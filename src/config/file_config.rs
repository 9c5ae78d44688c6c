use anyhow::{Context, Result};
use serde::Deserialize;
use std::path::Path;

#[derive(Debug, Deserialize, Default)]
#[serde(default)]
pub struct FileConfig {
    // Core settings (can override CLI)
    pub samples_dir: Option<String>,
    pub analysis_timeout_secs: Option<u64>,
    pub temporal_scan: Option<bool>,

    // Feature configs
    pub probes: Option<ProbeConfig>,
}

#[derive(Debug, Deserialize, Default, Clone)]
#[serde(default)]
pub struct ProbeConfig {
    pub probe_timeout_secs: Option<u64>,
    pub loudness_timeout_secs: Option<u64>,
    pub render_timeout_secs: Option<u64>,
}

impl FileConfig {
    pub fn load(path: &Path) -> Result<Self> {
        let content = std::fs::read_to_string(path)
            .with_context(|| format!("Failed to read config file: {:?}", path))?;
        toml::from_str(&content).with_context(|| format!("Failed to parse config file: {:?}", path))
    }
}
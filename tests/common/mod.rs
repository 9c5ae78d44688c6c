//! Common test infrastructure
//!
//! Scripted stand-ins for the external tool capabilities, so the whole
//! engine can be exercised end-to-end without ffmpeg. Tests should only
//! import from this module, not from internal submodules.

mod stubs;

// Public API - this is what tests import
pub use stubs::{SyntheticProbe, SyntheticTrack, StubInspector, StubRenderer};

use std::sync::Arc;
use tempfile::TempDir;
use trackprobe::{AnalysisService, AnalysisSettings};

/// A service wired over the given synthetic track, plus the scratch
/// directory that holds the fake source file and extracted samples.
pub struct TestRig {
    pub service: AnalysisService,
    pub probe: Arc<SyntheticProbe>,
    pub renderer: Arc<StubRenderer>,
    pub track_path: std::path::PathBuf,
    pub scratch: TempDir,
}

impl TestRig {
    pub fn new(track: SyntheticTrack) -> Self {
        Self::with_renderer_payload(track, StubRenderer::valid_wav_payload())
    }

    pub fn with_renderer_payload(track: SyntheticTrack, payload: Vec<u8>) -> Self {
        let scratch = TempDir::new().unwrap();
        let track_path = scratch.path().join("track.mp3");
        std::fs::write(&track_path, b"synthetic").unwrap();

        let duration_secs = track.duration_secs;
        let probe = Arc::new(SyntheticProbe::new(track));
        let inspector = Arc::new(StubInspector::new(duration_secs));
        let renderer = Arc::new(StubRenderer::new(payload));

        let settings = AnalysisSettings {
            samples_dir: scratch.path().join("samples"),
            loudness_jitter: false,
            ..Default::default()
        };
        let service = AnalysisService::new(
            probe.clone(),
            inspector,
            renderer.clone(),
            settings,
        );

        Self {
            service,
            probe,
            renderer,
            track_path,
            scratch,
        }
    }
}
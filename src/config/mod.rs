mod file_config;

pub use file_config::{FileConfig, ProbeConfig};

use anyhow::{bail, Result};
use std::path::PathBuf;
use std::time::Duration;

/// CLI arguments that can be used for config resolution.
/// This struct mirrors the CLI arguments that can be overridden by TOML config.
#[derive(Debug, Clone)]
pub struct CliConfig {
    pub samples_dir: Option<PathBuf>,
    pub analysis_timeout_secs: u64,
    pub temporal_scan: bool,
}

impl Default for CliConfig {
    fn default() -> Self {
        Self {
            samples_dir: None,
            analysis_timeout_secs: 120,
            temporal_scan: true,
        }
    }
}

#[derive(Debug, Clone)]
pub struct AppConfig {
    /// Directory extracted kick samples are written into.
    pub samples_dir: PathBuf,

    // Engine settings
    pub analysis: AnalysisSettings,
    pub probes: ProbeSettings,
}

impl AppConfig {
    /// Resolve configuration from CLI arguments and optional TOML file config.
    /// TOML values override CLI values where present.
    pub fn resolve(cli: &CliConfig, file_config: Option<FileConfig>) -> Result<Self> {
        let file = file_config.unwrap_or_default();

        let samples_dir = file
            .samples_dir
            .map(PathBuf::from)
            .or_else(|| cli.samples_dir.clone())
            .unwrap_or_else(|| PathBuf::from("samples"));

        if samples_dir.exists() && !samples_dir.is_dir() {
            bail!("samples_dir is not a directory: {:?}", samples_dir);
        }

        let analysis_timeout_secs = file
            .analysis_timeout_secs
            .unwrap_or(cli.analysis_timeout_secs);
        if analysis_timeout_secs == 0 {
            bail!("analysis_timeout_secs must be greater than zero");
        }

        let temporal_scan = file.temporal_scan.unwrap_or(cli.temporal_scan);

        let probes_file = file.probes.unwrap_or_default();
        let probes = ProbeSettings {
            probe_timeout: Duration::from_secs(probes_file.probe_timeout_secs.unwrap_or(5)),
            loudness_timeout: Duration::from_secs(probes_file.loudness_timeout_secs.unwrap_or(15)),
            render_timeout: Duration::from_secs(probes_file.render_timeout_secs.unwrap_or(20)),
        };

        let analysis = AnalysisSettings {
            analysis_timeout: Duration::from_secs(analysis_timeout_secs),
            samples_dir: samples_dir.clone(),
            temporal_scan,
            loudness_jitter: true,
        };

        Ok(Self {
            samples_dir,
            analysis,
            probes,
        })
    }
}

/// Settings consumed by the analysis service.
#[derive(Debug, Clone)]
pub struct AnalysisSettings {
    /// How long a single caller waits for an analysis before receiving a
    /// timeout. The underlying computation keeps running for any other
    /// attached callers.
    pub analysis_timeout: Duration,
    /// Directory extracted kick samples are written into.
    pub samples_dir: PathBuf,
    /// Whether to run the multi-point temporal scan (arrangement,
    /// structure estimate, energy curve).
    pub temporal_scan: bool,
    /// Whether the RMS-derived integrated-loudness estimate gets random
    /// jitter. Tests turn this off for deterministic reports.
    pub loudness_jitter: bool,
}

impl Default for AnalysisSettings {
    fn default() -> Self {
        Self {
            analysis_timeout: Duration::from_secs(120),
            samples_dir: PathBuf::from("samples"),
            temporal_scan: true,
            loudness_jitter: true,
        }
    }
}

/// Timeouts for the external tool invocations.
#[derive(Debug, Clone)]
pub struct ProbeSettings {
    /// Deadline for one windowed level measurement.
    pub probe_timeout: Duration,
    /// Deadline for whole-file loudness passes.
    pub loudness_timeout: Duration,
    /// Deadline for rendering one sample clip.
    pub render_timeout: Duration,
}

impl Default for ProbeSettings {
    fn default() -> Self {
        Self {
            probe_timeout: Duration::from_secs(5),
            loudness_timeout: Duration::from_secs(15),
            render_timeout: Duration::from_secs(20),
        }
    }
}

**Aim of the task**
Wherever the string "Result" shows up in the material, copy the line that holds it.

**Output of the task**
use anyhow::{Context, Result};
    pub fn load(path: &Path) -> Result<Self> {
use anyhow::{bail, Result};
    pub fn resolve(cli: &CliConfig, file_config: Option<FileConfig>) -> Result<Self> {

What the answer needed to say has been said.